Obviously Mayor Dewey Bartlett Jr. and some or all of the current crew of council members might run for office in the redo election and explain or vindicate themselves, which would be fair enough.
A Partial Reboot
Mayor Bartlett simply quits, triggering a quick-call mayoral contest with Bartlett re-contesting the office's chair. Bartlett could say that he wants the people of Tulsa to have a shot at hearing his best case -- he could campaign as an injured, largely innocent party who has been wronged by a deranged council. The Council would obviously argue otherwise. Other candidates who might enter the race could contest Bartlett's case and argue with him about his performance to date and the road ahead for Tulsa.
Players Council Votes- An Issue Jury/Citizen Commission
In this game, a jury-like process would be used to render a strong advisory judgment on the nature, causes and weight of evidence in the City Hall mess.

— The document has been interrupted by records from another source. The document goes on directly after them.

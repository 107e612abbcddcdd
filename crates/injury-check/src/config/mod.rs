use std::env;
use std::fmt;
use std::net::{IpAddr, SocketAddr};

const DEFAULT_HOST: &str = "127.0.0.1";
const DEFAULT_PORT: u16 = 8000;
const DEFAULT_LOG_LEVEL: &str = "info";
const DEFAULT_MAX_BODY_BYTES: usize = 16 * 1024;

/// Distinguishes runtime behavior for different stages of the service.
#[derive(Debug, Clone, Copy, PartialEq, Eq)]
pub enum AppEnvironment {
    Development,
    Test,
    Production,
}

impl AppEnvironment {
    fn from_str(value: &str) -> Self {
        match value.trim().to_ascii_lowercase().as_str() {
            "prod" | "production" => Self::Production,
            "test" | "ci" => Self::Test,
            _ => Self::Development,
        }
    }
}

/// Top-level configuration for the application.
#[derive(Debug, Clone)]
pub struct AppConfig {
    pub environment: AppEnvironment,
    pub server: ServerConfig,
    pub telemetry: TelemetryConfig,
    pub analysis: AnalysisConfig,
}

impl AppConfig {
    pub fn load() -> Result<Self, ConfigError> {
        dotenvy::dotenv().ok();

        let environment = AppEnvironment::from_str(
            &env::var("APP_ENV").unwrap_or_else(|_| "development".to_string()),
        );

        let host = env::var("APP_HOST").unwrap_or_else(|_| DEFAULT_HOST.to_string());
        let port = match env::var("APP_PORT") {
            Ok(raw) => raw.trim().parse::<u16>().map_err(|_| ConfigError::InvalidPort)?,
            Err(_) => DEFAULT_PORT,
        };

        let log_level = env::var("APP_LOG_LEVEL").unwrap_or_else(|_| DEFAULT_LOG_LEVEL.to_string());
        let log_format = match env::var("APP_LOG_FORMAT") {
            Ok(raw) => LogFormat::parse(&raw)?,
            Err(_) => LogFormat::Compact,
        };

        let max_body_bytes = match env::var("APP_MAX_BODY_BYTES") {
            Ok(raw) => raw
                .trim()
                .parse::<usize>()
                .ok()
                .filter(|limit| *limit > 0)
                .ok_or(ConfigError::InvalidBodyLimit { value: raw })?,
            Err(_) => DEFAULT_MAX_BODY_BYTES,
        };

        let random_seed = match env::var("APP_RANDOM_SEED") {
            Ok(raw) if raw.trim().is_empty() => None,
            Ok(raw) => Some(
                raw.trim()
                    .parse::<u64>()
                    .map_err(|_| ConfigError::InvalidRandomSeed { value: raw })?,
            ),
            Err(_) => None,
        };

        Ok(Self {
            environment,
            server: ServerConfig { host, port },
            telemetry: TelemetryConfig {
                log_level,
                log_format,
            },
            analysis: AnalysisConfig {
                max_body_bytes,
                random_seed,
            },
        })
    }
}

/// Settings controlling the HTTP server binding.
#[derive(Debug, Clone)]
pub struct ServerConfig {
    pub host: String,
    pub port: u16,
}

impl ServerConfig {
    pub fn socket_addr(&self) -> Result<SocketAddr, ConfigError> {
        if self.host.eq_ignore_ascii_case("localhost") {
            return Ok(SocketAddr::new(IpAddr::from([127, 0, 0, 1]), self.port));
        }

        let ip: IpAddr = self
            .host
            .parse()
            .map_err(|source| ConfigError::InvalidHost { source })?;

        Ok(SocketAddr::new(ip, self.port))
    }
}

/// Output layout for the fmt subscriber.
#[derive(Debug, Clone, Copy, PartialEq, Eq)]
pub enum LogFormat {
    Compact,
    Pretty,
}

impl LogFormat {
    fn parse(value: &str) -> Result<Self, ConfigError> {
        match value.trim().to_ascii_lowercase().as_str() {
            "" | "compact" => Ok(Self::Compact),
            "pretty" => Ok(Self::Pretty),
            _ => Err(ConfigError::InvalidLogFormat {
                value: value.to_string(),
            }),
        }
    }
}

/// Tracing controls.
#[derive(Debug, Clone)]
pub struct TelemetryConfig {
    pub log_level: String,
    pub log_format: LogFormat,
}

/// Knobs for the analysis endpoints.
#[derive(Debug, Clone)]
pub struct AnalysisConfig {
    /// Upper bound on accepted request bodies.
    pub max_body_bytes: usize,
    /// Fixed seed for the catastrophizing/spiral draws; `None` uses the thread RNG.
    pub random_seed: Option<u64>,
}

#[derive(Debug)]
pub enum ConfigError {
    InvalidPort,
    InvalidHost { source: std::net::AddrParseError },
    InvalidLogFormat { value: String },
    InvalidBodyLimit { value: String },
    InvalidRandomSeed { value: String },
}

impl fmt::Display for ConfigError {
    fn fmt(&self, f: &mut fmt::Formatter<'_>) -> fmt::Result {
        match self {
            ConfigError::InvalidPort => write!(f, "APP_PORT must be a valid u16"),
            ConfigError::InvalidHost { .. } => {
                write!(f, "APP_HOST must parse to an IPv4 or IPv6 address")
            }
            ConfigError::InvalidLogFormat { value } => {
                write!(f, "APP_LOG_FORMAT must be 'compact' or 'pretty' (got '{value}')")
            }
            ConfigError::InvalidBodyLimit { value } => {
                write!(f, "APP_MAX_BODY_BYTES must be a positive integer (got '{value}')")
            }
            ConfigError::InvalidRandomSeed { value } => {
                write!(f, "APP_RANDOM_SEED must be a valid u64 (got '{value}')")
            }
        }
    }
}

impl std::error::Error for ConfigError {
    fn source(&self) -> Option<&(dyn std::error::Error + 'static)> {
        match self {
            ConfigError::InvalidHost { source } => Some(source),
            ConfigError::InvalidPort
            | ConfigError::InvalidLogFormat { .. }
            | ConfigError::InvalidBodyLimit { .. }
            | ConfigError::InvalidRandomSeed { .. } => None,
        }
    }
}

The impulse to supplement conventional public hearings and valid, if passive, sample surveys in local citizen engagement practice has sparked a host of imaginative experiments. In some places, elected officials, citizens and agency heads are borrowing the "jury" model, with its random selection regime, multi-day deliberation features and per diem juror payment practices. We could actually draw a jury from the DMV files that are employed for regular jury work in Tulsa. In our case, the mayor and his council opponents would call witnesses and experts to make their case before this special, "high cause" citizen jury. The jury would, say after a day or two of deliberations, render an advisory judgment on the Mayor's future.
It's hard to know what's really going to happen with Tulsa's existential mayor/council face off. Maybe, just maybe, it can help us all think more broadly more imaginatively about conflict resolution and moving Tulsa on to a productive trajectory.
We need to get on a better path -- the last 18 months seems like a very bad adventure in a really banal game.